Deficient Urinary and Bowel Care Services for Two Residents
Penalty
Summary
The facility failed to provide appropriate urinary and bowel care services for two residents. For one resident, who was admitted with a history of resistance to multiple antimicrobial drugs, urinary tract infection (UTI), acute kidney failure, and difficulty walking, the care plan indicated the resident was continent of bowel and bladder with a goal to keep the resident dry, clean, and comfortable. However, the Minimum Data Set (MDS) assessment reflected frequent incontinence and did not offer a bowel and bladder program. The resident reported awareness of the need to urinate and have bowel movements, rarely soiled herself, and expressed embarrassment after an incident of incontinence, stating that scheduled reminders and assistance would be helpful. Staff interviews confirmed that the care plan and MDS were inconsistent and that the resident should have been started on a bowel and bladder program to prevent UTIs and skin breakdown, as outlined in facility policy.
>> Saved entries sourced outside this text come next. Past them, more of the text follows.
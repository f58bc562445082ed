//! `*`, `#`, `;` and `:` list lines to nested `ul`/`ol`/`dl` elements.
//!
//! The handler keeps the bullets of the current line. Each new list line
//! is compared with them: levels that no longer match are closed, the
//! shared prefix stays open, and the new levels are opened inside the
//! current item. A line that does not start with bullets closes every
//! open list, so newlines are held back until the next line shows whether
//! the list continues.

use wikiweave_syntax::{Rank, SourceRange, Tag, TagName, Token, TokenKind};

use crate::error::TransformError;
use crate::pipeline::{Registration, StageContext, TokenFilter, TransformOutcome, Transformer};

const RANK: Rank = Rank::from_millis(2490);

fn list_element(bullet: char) -> &'static str {
    match bullet {
        '*' => "ul",
        '#' => "ol",
        _ => "dl",
    }
}

fn item_element(bullet: char) -> &'static str {
    match bullet {
        '*' | '#' => "li",
        ';' => "dt",
        _ => "dd",
    }
}

#[derive(Debug, Default)]
pub struct ListHandler {
    /// Bullets of the innermost open item, outermost first.
    open: Vec<char>,
    /// Newlines (and anything else) seen since the last list line ended.
    held: Vec<Token>,
}

impl ListHandler {
    fn close_level(&mut self, out: &mut Vec<Token>) {
        if let Some(bullet) = self.open.pop() {
            out.push(Token::TagClose(Tag::element(item_element(bullet))));
            out.push(Token::TagClose(Tag::element(list_element(bullet))));
        }
    }

    fn close_all(&mut self, out: &mut Vec<Token>) {
        while !self.open.is_empty() {
            self.close_level(out);
        }
    }

    /// Tokens for a list line with `bullets` at `tsr`.
    fn list_line(&mut self, bullets: &str, tsr: Option<SourceRange>) -> Vec<Token> {
        let new: Vec<char> = bullets.chars().collect();
        let shared = self
            .open
            .iter()
            .zip(&new)
            .take_while(|(a, b)| list_element(**a) == list_element(**b))
            .count();

        let mut out = Vec::new();
        while self.open.len() > shared {
            self.close_level(&mut out);
        }
        // A sibling item at the deepest shared level.
        if shared == new.len()
            && let Some(bullet) = self.open.pop()
        {
            out.push(Token::TagClose(Tag::element(item_element(bullet))));
            self.open.push(new[shared - 1]);
        }
        out.append(&mut self.held);

        if shared == new.len() {
            let bullet = new[shared - 1];
            out.push(Token::TagOpen(Tag::element(item_element(bullet)).with_tsr(tsr)));
            return out;
        }
        for (i, &bullet) in new.iter().enumerate().skip(shared) {
            out.push(Token::TagOpen(Tag::element(list_element(bullet))));
            let item_tsr = (i + 1 == new.len()).then_some(tsr).flatten();
            out.push(Token::TagOpen(
                Tag::element(item_element(bullet)).with_tsr(item_tsr),
            ));
            self.open.push(bullet);
        }
        out
    }
}

impl Transformer for ListHandler {
    fn name(&self) -> &'static str {
        "ListHandler"
    }

    fn registrations(&self) -> Vec<Registration> {
        vec![
            Registration::new(RANK, TokenFilter::Tag(TagName::ListItem)),
            Registration::new(RANK, TokenFilter::Kind(TokenKind::Newline)),
            Registration::new(RANK, TokenFilter::Kind(TokenKind::EndOfInput)),
            Registration::new(RANK, TokenFilter::Any),
        ]
    }

    fn apply(
        &mut self,
        token: Token,
        _rank: Rank,
        _cx: &StageContext,
    ) -> Result<TransformOutcome, TransformError> {
        if let Some(tag) = token.tag()
            && tag.name == TagName::ListItem
        {
            let bullets = tag.attr_string("bullets").unwrap_or_default();
            if bullets.is_empty() {
                return Ok(TransformOutcome::Emit(Vec::new()));
            }
            return Ok(TransformOutcome::Emit(self.list_line(&bullets, token.tsr())));
        }
        if self.open.is_empty() {
            return Ok(TransformOutcome::Pass(token));
        }

        match token {
            Token::Newline(_) if self.held.is_empty() => {
                self.held.push(token);
                Ok(TransformOutcome::Emit(Vec::new()))
            }
            token if self.held.is_empty() && !matches!(token, Token::EndOfInput(_)) => {
                Ok(TransformOutcome::Pass(token))
            }
            // The line after a list line is not a list line.
            token => {
                let mut out = Vec::new();
                self.close_all(&mut out);
                out.append(&mut self.held);
                out.push(token);
                Ok(TransformOutcome::Emit(out))
            }
        }
    }

    fn reset(&mut self) {
        self.open.clear();
        self.held.clear();
    }
}
impl fmt::Display for TagName {
    fn fmt(&self, f: &mut fmt::Formatter<'_>) -> fmt::Result {
        f.write_str(self.as_str())
    }
}

impl Serialize for TagName {
    fn serialize<S: Serializer>(&self, serializer: S) -> Result<S::Ok, S::Error> {
        serializer.serialize_str(self.as_str())
    }
}

/// Which wikitext (or HTML) syntax produced a tag.
#[derive(Debug, Clone, Copy, PartialEq, Eq, Hash, Serialize)]
#[serde(rename_all = "lowercase")]
pub enum Syntax {
    Html,
    Row,
    Piped,
    Simple,
}

/// Transformer-private scratch data carried along with a token.
#[derive(Debug, Clone, PartialEq, Default, Serialize)]
pub struct Scratch {
    /// Serialized argument dictionary of an expansion start marker.
    #[serde(skip_serializing_if = "Option::is_none")]
    pub tpl_arg_info: Option<String>,
    /// `data-mw` JSON describing attributes that were produced by expansion.
    #[serde(skip_serializing_if = "Option::is_none")]
    pub expanded_attrs: Option<String>,
}

/// Provenance metadata attached to every token.
#[derive(Debug, Clone, PartialEq, Default, Serialize)]
pub struct DataEnvelope {
    pub tsr: Option<SourceRange>,
    #[serde(skip_serializing_if = "Option::is_none")]
    pub src: Option<String>,
    #[serde(skip_serializing_if = "is_false")]
    pub auto_inserted_start: bool,
    #[serde(skip_serializing_if = "is_false")]
    pub auto_inserted_end: bool,
    #[serde(skip_serializing_if = "Option::is_none")]
    pub stx: Option<Syntax>,
    #[serde(skip)]
    pub rank: Option<Rank>,
    #[serde(skip)]
    pub tmp: Scratch,
}

fn is_false(value: &bool) -> bool {
    !*value
}

impl DataEnvelope {
    pub fn with_tsr(tsr: SourceRange) -> Self {
        Self {
            tsr: Some(tsr),
            ..Self::default()
        }
    }

    pub fn from_tsr(tsr: Option<SourceRange>) -> Self {
        Self {
            tsr,
            ..Self::default()
        }
    }
}

/// Attribute key or value: a plain string, or a token sequence when the
/// source contained markup (templates, links) inside the attribute.
#[derive(Debug, Clone, PartialEq, Serialize)]
#[serde(untagged)]
pub enum AttrValue {
    Str(String),
    Tokens(Vec<Token>),
}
For the second resident, who was admitted with diagnoses including a displaced avulsion fracture, difficulty walking, muscle weakness, and obstructive and reflux uropathy, the care plan required that the indwelling catheter bag and tubing be positioned below the level of the bladder. During observation, the resident's catheter tubing was found to have a large dependent loop containing yellow liquid with sediment, which had backflowed to the urine drainage port. A registered nurse confirmed that the tubing was improperly looped and that urine was not draining correctly, which could lead to infection. The DON stated that catheter tubing should always remain straight to prevent UTIs, especially for residents with a history of obstruction. Facility policies reviewed indicated the importance of providing appropriate treatment and services to minimize UTIs, restore bowel and bladder function, and prevent skin breakdown. The policies also specified that catheter collection bags should be kept below the level of the bladder to prevent backflow. The observed failures in care for both residents were inconsistent with these policies and resulted in deficiencies in providing necessary urinary and bowel care services.